====== EXERCISE MATERIAL

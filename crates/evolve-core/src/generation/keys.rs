//! Round-robin credential rotation.

use std::fmt;

use parking_lot::Mutex;
use tracing::debug;

/// Opaque API credential. Never printed in full.
#[derive(Clone, PartialEq, Eq, Hash)]
pub struct Credential(String);

impl Credential {
    pub fn new(token: impl Into<String>) -> Self {
        Self(token.into())
    }

    pub fn expose(&self) -> &str {
        &self.0
    }
}

impl fmt::Debug for Credential {
    fn fmt(&self, f: &mut fmt::Formatter<'_>) -> fmt::Result {
        write!(f, "Credential({self})")
    }
}

impl fmt::Display for Credential {
    fn fmt(&self, f: &mut fmt::Formatter<'_>) -> fmt::Result {
        let tail: String = self
            .0
            .chars()
            .rev()
            .take(4)
            .collect::<Vec<_>>()
            .into_iter()
            .rev()
            .collect();
        if self.0.chars().count() > 8 {
            write!(f, "***{tail}")
        } else {
            f.write_str("***")
        }
    }
}

/// Ordered, de-duplicated credentials handed out in round-robin order.
pub struct KeyRotator {
    credentials: Vec<Credential>,
    cursor: Mutex<usize>,
}

impl KeyRotator {
    /// Empty and duplicate tokens are dropped; first occurrence wins.
    pub fn new<I, S>(tokens: I) -> Self
    where
        I: IntoIterator<Item = S>,
        S: Into<String>,
    {
        let mut credentials: Vec<Credential> = Vec::new();
        for token in tokens {
            let token = token.into();
            let token = token.trim();
            if token.is_empty() || credentials.iter().any(|c| c.expose() == token) {
                continue;
            }
            credentials.push(Credential::new(token));
        }
        Self {
            credentials,
            cursor: Mutex::new(0),
        }
    }

    /// Explicit tokens first, then the value of each named variable as
    /// returned by `lookup`, in order.
    pub fn from_sources<F>(tokens: &[String], env_names: &[String], lookup: F) -> Self
    where
        F: Fn(&str) -> Option<String>,
    {
        let from_env = env_names.iter().filter_map(|name| lookup(name));
        let rotator = Self::new(tokens.iter().cloned().chain(from_env));
        debug!(credentials = rotator.len(), "loaded credentials");
        rotator
    }

    /// Read credentials from the process environment.
    pub fn from_env(env_names: &[String]) -> Self {
        Self::from_sources(&[], env_names, |name| std::env::var(name).ok())
    }

    /// The credential at the cursor; advances the cursor. `None` when no
    /// credentials are configured.
    pub fn next_credential(&self) -> Option<Credential> {
        if self.credentials.is_empty() {
            return None;
        }
        let mut cursor = self.cursor.lock();
        let credential = self.credentials[*cursor].clone();
        *cursor = (*cursor + 1) % self.credentials.len();
        Some(credential)
    }

    pub fn len(&self) -> usize {
        self.credentials.len()
    }

    pub fn is_empty(&self) -> bool {
        self.credentials.is_empty()
    }
}

impl fmt::Debug for KeyRotator {
    fn fmt(&self, f: &mut fmt::Formatter<'_>) -> fmt::Result {
        f.debug_struct("KeyRotator")
            .field("credentials", &self.credentials)
            .field("cursor", &*self.cursor.lock())
            .finish()
    }
}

============

== WORK REQUIRED ==
Repeat the entries exactly as they appear.

== TASK RESULT ==
filename crates/evolve-core/src/generation/keys.rs
//! Round-robin credential rotation.

use std::fmt;

use parking_lot::Mutex;
use tracing::debug;

/// Opaque API credential. Never printed in full.
#[derive(Clone, PartialEq, Eq, Hash)]
pub struct Credential(String);

impl Credential {
    pub fn new(token: impl Into<String>) -> Self {
        Self(token.into())
    }

    pub fn expose(&self) -> &str {
        &self.0
    }
}

impl fmt::Debug for Credential {
    fn fmt(&self, f: &mut fmt::Formatter<'_>) -> fmt::Result {
        write!(f, "Credential({self})")
    }
}

impl fmt::Display for Credential {
    fn fmt(&self, f: &mut fmt::Formatter<'_>) -> fmt::Result {
        let tail: String = self
            .0
            .chars()
            .rev()
            .take(4)
            .collect::<Vec<_>>()
            .into_iter()
            .rev()
            .collect();
        if self.0.chars().count() > 8 {
            write!(f, "***{tail}")
        } else {
            f.write_str("***")
        }
    }
}

/// Ordered, de-duplicated credentials handed out in round-robin order.
pub struct KeyRotator {
    credentials: Vec<Credential>,
    cursor: Mutex<usize>,
}

impl KeyRotator {
    /// Empty and duplicate tokens are dropped; first occurrence wins.
    pub fn new<I, S>(tokens: I) -> Self
    where
        I: IntoIterator<Item = S>,
        S: Into<String>,
    {
        let mut credentials: Vec<Credential> = Vec::new();
        for token in tokens {
            let token = token.into();
            let token = token.trim();
            if token.is_empty() || credentials.iter().any(|c| c.expose() == token) {
                continue;
            }
            credentials.push(Credential::new(token));
        }
        Self {
            credentials,
            cursor: Mutex::new(0),
        }
    }

    /// Explicit tokens first, then the value of each named variable as
    /// returned by `lookup`, in order.
    pub fn from_sources<F>(tokens: &[String], env_names: &[String], lookup: F) -> Self
    where
        F: Fn(&str) -> Option<String>,
    {
        let from_env = env_names.iter().filter_map(|name| lookup(name));
        let rotator = Self::new(tokens.iter().cloned().chain(from_env));
        debug!(credentials = rotator.len(), "loaded credentials");
        rotator
    }

    /// Read credentials from the process environment.
    pub fn from_env(env_names: &[String]) -> Self {
        Self::from_sources(&[], env_names, |name| std::env::var(name).ok())
    }

    /// The credential at the cursor; advances the cursor. `None` when no
    /// credentials are configured.
    pub fn next_credential(&self) -> Option<Credential> {
        if self.credentials.is_empty() {
            return None;
        }
        let mut cursor = self.cursor.lock();
        let credential = self.credentials[*cursor].clone();
        *cursor = (*cursor + 1) % self.credentials.len();
        Some(credential)
    }

    pub fn len(&self) -> usize {
        self.credentials.len()
    }

    pub fn is_empty(&self) -> bool {
        self.credentials.is_empty()
    }
}

impl fmt::Debug for KeyRotator {
    fn fmt(&self, f: &mut fmt::Formatter<'_>) -> fmt::Result {
        f.debug_struct("KeyRotator")
            .field("credentials", &self.credentials)
            .field("cursor", &*self.cursor.lock())
            .finish()
    }
}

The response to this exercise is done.